There are several proposals hovering around the issue of how to better leverage digital collections within the humanities, and I want to give a thumbs-up to them all. I work with a gigantic pile of stuff at the Digital Library of Georgia (as a Digital Projects Archivist), but have little sense of how (if at all) it is used beyond the independent researcher or curious citizen.

Some questions as gestures towards a proposal(s):

1. What do humanities scholars want/need from digital collections to be of use in the classroom? Here I am thinking about navigating live through the DLG, or any online collection, for real time feedback (would be great to team up with other librarians). Which formats are most compelling…and for which disciplines? What would you like to be able to do with the stuff in our collections that you currently can’t (thinking about types of reuse, linking out, integrating into social media sites, editing, etc…). Is there anything we (any digital collection) could be doing to make our sites and our stuff more compelling to you?
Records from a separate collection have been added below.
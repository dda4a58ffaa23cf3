use clap::Parser;
use swingtrader::cli::{Cli, run};

fn main() -> std::process::ExitCode {
    env_logger::Builder::from_env(env_logger::Env::default().default_filter_or("info")).init();
    run(Cli::parse())
}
2. Open Access publishing: gigantic sea creature of the deep wrapping its tentacles around the tenure process. We could kick around impacts of the Open Access movement on the ‘impact factor’ in tenure, but…does that really sound like fun? Bringing it back to the classroom, is there any interest in, or experience with, using publishing platforms for student work? At the Univ. of Georgia, we’ve recently launched our first online, open access, peer reviewed journal using Open Journal Systems from the Public Knowledge Project: the Journal of Higher Education Outreach and Engagement. I’d be interested in discussing this platform (or others) with the curious, how it might be used by scholars looking for publishing options in this era of tight budgets, and/or how it might be deployed in a classroom.

3. Worst Digital metaphors/analogies lighting round. 5 minutes to compile examples of the most heinous, ideologically confused, confounding metaphors deployed to understand our relationship to the digital. “Series of tubes,” anyone? Maybe even a prize?